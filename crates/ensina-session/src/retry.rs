//! Bounded retry with exponential backoff
//!
//! Drives the correction executor: a fixed number of attempts with computed
//! delays, never recursion.
//!
//! # Example
//!
//! ```ignore
//! use ensina_session::retry::{with_retry, RetryConfig};
//!
//! let result = with_retry(RetryConfig::default(), || async {
//!     validator.resynchronize().await
//! }).await;
//! ```

use std::future::Future;
use std::time::Duration;

use tokio::time::sleep;
use tracing::warn;

/// Configuration for retry behavior.
#[derive(Debug, Clone)]
pub struct RetryConfig {
    /// Total number of attempts, including the first.
    pub max_attempts: u32,
    /// Base delay for exponential backoff.
    pub base_delay: Duration,
    /// Maximum delay between attempts.
    pub max_delay: Duration,
    /// Whether to add jitter to the computed delay.
    pub add_jitter: bool,
}

impl Default for RetryConfig {
    fn default() -> Self {
        Self {
            max_attempts: 3,
            base_delay: Duration::from_millis(1000),
            max_delay: Duration::from_secs(30),
            add_jitter: false,
        }
    }
}

impl RetryConfig {
    /// Create a new retry configuration.
    #[must_use]
    pub fn new() -> Self {
        Self::default()
    }

    /// Set the total number of attempts.
    #[must_use]
    pub fn with_max_attempts(mut self, attempts: u32) -> Self {
        self.max_attempts = attempts;
        self
    }

    /// Set the base delay for exponential backoff.
    #[must_use]
    pub fn with_base_delay(mut self, delay: Duration) -> Self {
        self.base_delay = delay;
        self
    }

    /// Set the maximum delay between attempts.
    #[must_use]
    pub fn with_max_delay(mut self, delay: Duration) -> Self {
        self.max_delay = delay;
        self
    }

    /// Enable or disable jitter.
    #[must_use]
    pub fn with_jitter(mut self, enable: bool) -> Self {
        self.add_jitter = enable;
        self
    }

    /// Calculate the delay after a given failed attempt (0-based).
    ///
    /// Uses exponential backoff: `base_delay * 2^attempt`, capped at
    /// `max_delay`.
    #[must_use]
    pub fn delay_for_attempt(&self, attempt: u32) -> Duration {
        let multiplier = 2u64.saturating_pow(attempt);
        let delay_ms = (self.base_delay.as_millis() as u64).saturating_mul(multiplier);
        let delay = Duration::from_millis(delay_ms.min(self.max_delay.as_millis() as u64));

        if self.add_jitter {
            // Up to 25% jitter
            let jitter_range = delay.as_millis() as u64 / 4;
            let jitter = if jitter_range > 0 {
                let nanos = std::time::SystemTime::now()
                    .duration_since(std::time::UNIX_EPOCH)
                    .unwrap_or_default()
                    .subsec_nanos() as u64;
                Duration::from_millis(nanos % jitter_range)
            } else {
                Duration::ZERO
            };
            delay + jitter
        } else {
            delay
        }
    }
}

/// Execute an async operation with bounded retry.
///
/// Stops on the first success, on a non-retryable error, or once
/// `max_attempts` calls have been made.
pub async fn with_retry<F, Fut, T, E>(config: RetryConfig, mut operation: F) -> Result<T, E>
where
    F: FnMut() -> Fut,
    Fut: Future<Output = Result<T, E>>,
    E: RetryableError,
{
    let mut attempt = 0u32;

    loop {
        match operation().await {
            Ok(result) => return Ok(result),
            Err(err) => {
                attempt += 1;
                if !err.is_retryable() || attempt >= config.max_attempts {
                    return Err(err);
                }

                let delay = config.delay_for_attempt(attempt - 1);
                warn!(
                    attempt,
                    max_attempts = config.max_attempts,
                    delay_ms = delay.as_millis() as u64,
                    "retrying after transient failure"
                );

                sleep(delay).await;
            }
        }
    }
}

/// Trait for errors that can indicate whether they're retryable.
pub trait RetryableError {
    /// Returns true if this error is retryable.
    fn is_retryable(&self) -> bool;
}

impl RetryableError for crate::AuthError {
    fn is_retryable(&self) -> bool {
        crate::AuthError::is_retryable(self)
    }
}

######

#### [To do]
Search the lines above for the string "bool", then show every one that has it.

#### [Response to the exercise]
    pub add_jitter: bool,
    pub fn with_jitter(mut self, enable: bool) -> Self {
    fn is_retryable(&self) -> bool;
    fn is_retryable(&self) -> bool {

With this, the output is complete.